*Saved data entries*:
────

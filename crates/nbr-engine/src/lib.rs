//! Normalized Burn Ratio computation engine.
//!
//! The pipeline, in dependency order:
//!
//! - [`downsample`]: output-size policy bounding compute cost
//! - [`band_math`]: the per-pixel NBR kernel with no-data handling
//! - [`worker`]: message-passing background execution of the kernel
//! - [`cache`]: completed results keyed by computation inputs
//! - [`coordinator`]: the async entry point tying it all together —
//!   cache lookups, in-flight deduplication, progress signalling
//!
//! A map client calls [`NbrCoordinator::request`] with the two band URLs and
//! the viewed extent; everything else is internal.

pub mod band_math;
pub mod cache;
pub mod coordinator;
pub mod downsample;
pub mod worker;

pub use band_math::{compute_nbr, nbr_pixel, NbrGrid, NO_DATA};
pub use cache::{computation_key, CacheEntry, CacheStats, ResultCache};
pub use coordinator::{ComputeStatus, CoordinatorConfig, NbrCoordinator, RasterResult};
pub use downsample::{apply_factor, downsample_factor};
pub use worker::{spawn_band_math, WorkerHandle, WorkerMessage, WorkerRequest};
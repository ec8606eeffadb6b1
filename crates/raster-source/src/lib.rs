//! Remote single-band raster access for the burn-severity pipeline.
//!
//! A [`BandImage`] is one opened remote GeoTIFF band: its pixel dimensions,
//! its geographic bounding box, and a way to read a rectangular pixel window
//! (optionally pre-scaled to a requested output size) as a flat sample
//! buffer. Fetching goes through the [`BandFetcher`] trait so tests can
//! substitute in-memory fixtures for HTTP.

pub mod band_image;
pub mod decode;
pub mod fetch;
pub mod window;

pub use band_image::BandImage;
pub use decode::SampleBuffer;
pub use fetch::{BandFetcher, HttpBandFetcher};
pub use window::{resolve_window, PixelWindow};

────

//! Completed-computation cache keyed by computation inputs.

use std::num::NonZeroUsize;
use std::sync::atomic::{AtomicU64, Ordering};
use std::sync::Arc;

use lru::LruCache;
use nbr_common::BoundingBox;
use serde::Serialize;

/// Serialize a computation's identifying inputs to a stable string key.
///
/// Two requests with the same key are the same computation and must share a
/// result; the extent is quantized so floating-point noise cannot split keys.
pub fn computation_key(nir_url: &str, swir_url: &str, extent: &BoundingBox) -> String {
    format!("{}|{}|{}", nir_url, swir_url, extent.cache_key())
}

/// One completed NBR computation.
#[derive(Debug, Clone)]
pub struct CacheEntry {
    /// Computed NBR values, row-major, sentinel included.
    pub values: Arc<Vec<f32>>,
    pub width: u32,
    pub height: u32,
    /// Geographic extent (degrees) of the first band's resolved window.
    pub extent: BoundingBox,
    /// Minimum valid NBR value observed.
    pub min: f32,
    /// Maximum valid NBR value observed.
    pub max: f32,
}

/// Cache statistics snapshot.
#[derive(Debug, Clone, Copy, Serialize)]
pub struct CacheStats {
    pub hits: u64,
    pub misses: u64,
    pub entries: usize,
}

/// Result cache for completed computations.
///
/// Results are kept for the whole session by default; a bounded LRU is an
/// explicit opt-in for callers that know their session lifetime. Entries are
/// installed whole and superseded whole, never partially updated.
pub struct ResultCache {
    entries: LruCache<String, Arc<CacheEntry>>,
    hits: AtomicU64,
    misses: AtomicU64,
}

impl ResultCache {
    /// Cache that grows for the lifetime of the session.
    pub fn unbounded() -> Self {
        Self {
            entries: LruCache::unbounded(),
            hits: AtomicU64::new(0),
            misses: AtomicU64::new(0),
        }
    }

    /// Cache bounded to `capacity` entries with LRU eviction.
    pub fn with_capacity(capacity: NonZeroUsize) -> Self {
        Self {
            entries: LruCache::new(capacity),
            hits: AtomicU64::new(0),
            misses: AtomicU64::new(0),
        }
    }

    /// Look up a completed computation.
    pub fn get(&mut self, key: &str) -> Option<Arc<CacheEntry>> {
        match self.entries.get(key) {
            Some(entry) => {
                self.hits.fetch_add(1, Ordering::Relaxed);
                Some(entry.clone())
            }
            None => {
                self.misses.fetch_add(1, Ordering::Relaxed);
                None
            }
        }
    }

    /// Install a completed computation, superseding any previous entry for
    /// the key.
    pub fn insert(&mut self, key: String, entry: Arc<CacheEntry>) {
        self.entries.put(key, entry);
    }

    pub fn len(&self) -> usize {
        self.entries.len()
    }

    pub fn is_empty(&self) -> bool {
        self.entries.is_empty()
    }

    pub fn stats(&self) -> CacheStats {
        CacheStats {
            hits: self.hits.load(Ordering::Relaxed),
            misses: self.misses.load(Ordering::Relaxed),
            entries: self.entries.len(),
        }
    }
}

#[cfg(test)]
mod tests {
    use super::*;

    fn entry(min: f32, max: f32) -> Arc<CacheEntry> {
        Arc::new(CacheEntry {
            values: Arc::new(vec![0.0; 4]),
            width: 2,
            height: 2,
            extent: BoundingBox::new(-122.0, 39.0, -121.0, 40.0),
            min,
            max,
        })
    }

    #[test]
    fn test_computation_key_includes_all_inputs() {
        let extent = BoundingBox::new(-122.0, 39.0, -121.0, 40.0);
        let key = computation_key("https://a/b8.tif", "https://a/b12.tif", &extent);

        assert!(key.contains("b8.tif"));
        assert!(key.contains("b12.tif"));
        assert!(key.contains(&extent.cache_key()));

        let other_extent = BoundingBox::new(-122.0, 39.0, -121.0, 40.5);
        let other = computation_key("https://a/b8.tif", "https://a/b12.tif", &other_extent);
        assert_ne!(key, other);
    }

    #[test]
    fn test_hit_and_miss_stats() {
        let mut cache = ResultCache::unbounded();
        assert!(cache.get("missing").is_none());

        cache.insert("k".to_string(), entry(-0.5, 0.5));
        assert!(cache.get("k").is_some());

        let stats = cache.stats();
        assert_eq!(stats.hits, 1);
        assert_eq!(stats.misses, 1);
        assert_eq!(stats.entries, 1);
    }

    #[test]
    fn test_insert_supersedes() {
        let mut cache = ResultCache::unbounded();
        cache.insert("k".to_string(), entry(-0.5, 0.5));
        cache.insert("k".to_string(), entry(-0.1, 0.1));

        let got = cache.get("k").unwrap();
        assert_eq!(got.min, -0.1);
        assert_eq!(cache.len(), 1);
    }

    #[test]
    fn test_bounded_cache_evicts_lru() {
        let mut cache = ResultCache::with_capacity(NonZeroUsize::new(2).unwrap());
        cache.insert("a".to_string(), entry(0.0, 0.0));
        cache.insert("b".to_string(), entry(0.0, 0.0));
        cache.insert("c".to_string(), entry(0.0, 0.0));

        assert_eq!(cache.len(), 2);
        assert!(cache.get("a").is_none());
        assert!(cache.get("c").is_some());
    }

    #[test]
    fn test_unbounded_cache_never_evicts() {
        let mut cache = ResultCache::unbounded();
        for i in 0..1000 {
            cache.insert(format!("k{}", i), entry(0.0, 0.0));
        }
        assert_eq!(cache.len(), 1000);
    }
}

────

*ABOUT THIS TASK*: Using the entries above, state how many lines contain the string "whole"; the number is all that is needed.

*SOLVED EXERCISE*: 2